Work item
Every line of the records below that has the word "trim" should be copied.

Exercise materials

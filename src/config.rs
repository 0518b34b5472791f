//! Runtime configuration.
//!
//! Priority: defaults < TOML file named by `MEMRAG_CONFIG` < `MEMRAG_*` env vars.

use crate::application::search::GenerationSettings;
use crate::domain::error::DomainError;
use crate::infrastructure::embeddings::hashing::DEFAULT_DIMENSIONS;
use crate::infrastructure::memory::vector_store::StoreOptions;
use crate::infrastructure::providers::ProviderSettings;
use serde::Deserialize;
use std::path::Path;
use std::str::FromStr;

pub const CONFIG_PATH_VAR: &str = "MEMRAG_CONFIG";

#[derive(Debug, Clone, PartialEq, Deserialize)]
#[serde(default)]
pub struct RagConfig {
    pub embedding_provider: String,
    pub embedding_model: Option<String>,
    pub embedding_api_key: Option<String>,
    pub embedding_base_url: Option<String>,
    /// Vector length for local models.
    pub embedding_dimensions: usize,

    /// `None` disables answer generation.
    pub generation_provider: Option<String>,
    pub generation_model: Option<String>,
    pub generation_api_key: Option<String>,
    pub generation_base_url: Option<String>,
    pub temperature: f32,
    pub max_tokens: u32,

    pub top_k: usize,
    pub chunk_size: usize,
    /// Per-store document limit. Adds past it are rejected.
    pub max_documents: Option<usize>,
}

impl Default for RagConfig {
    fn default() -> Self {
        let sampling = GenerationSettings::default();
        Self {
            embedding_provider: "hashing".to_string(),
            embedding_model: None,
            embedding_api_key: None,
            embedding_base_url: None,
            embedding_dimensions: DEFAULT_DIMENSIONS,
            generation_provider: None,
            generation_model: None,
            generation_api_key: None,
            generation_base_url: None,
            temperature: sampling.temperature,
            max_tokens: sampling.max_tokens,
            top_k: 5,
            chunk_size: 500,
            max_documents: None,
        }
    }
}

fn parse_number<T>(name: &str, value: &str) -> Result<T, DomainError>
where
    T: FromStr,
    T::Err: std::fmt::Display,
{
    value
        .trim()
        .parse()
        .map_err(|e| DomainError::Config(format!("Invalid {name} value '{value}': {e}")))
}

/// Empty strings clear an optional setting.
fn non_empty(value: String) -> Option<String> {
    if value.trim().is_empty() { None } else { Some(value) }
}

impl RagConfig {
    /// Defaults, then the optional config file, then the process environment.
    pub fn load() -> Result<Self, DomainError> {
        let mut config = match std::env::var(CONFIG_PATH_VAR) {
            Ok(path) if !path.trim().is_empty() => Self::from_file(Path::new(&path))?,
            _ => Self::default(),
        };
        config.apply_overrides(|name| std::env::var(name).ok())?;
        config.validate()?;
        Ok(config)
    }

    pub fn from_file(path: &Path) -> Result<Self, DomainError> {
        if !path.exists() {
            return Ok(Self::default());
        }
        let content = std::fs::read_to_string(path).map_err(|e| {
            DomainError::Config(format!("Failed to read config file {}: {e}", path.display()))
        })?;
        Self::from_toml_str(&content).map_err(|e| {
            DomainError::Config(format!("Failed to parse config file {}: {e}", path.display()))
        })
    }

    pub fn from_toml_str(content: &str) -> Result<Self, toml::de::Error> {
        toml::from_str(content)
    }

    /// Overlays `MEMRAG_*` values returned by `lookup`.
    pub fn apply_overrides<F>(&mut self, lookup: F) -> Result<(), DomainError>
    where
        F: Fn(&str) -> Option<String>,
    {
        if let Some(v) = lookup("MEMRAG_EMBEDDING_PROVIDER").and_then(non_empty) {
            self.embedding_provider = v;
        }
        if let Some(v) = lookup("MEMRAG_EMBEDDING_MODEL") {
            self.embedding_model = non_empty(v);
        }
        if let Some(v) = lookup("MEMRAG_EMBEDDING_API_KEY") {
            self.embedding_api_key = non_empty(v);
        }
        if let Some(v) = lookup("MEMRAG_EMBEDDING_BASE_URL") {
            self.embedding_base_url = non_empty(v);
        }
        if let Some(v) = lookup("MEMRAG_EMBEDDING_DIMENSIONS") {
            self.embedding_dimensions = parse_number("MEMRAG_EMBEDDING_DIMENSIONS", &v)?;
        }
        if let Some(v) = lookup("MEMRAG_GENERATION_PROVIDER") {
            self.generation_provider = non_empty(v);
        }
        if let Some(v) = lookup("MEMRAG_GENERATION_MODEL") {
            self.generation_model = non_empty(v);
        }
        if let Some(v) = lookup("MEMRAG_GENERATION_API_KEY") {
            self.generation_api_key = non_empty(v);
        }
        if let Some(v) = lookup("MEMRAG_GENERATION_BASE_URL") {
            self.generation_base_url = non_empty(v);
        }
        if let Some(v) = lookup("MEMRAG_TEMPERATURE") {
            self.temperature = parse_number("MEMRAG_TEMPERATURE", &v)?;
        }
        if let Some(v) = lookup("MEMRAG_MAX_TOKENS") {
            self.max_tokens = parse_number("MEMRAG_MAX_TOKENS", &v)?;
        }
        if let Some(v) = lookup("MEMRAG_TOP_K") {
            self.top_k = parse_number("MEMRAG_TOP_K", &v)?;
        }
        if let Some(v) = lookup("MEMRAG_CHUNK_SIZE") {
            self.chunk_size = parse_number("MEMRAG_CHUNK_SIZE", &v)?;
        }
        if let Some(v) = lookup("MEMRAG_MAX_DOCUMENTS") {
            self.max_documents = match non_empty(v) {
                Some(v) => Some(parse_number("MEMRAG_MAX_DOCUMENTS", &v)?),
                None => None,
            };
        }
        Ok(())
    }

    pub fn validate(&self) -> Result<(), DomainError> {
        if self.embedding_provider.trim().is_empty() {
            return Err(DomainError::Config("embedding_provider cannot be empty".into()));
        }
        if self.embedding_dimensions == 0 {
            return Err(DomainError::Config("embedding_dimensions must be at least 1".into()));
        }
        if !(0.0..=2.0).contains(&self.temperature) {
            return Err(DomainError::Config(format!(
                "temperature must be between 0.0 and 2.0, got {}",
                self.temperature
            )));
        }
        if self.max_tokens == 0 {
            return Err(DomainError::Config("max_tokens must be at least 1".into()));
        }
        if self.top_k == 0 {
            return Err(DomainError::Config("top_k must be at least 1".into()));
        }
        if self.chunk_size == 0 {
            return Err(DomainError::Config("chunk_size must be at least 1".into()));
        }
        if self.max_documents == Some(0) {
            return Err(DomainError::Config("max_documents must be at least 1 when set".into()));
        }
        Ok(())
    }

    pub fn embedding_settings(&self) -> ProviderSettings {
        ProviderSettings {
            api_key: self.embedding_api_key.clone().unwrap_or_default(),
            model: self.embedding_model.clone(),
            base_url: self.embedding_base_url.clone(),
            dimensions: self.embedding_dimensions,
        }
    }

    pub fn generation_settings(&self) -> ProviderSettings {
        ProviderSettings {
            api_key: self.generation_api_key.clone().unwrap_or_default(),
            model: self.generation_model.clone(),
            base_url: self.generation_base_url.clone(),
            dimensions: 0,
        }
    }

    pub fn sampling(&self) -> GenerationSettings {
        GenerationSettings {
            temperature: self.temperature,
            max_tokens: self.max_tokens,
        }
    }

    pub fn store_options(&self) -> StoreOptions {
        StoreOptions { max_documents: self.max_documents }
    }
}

Result below
        .trim()
    if value.trim().is_empty() { None } else { Some(value) }
            Ok(path) if !path.trim().is_empty() => Self::from_file(Path::new(&path))?,
        if self.embedding_provider.trim().is_empty() {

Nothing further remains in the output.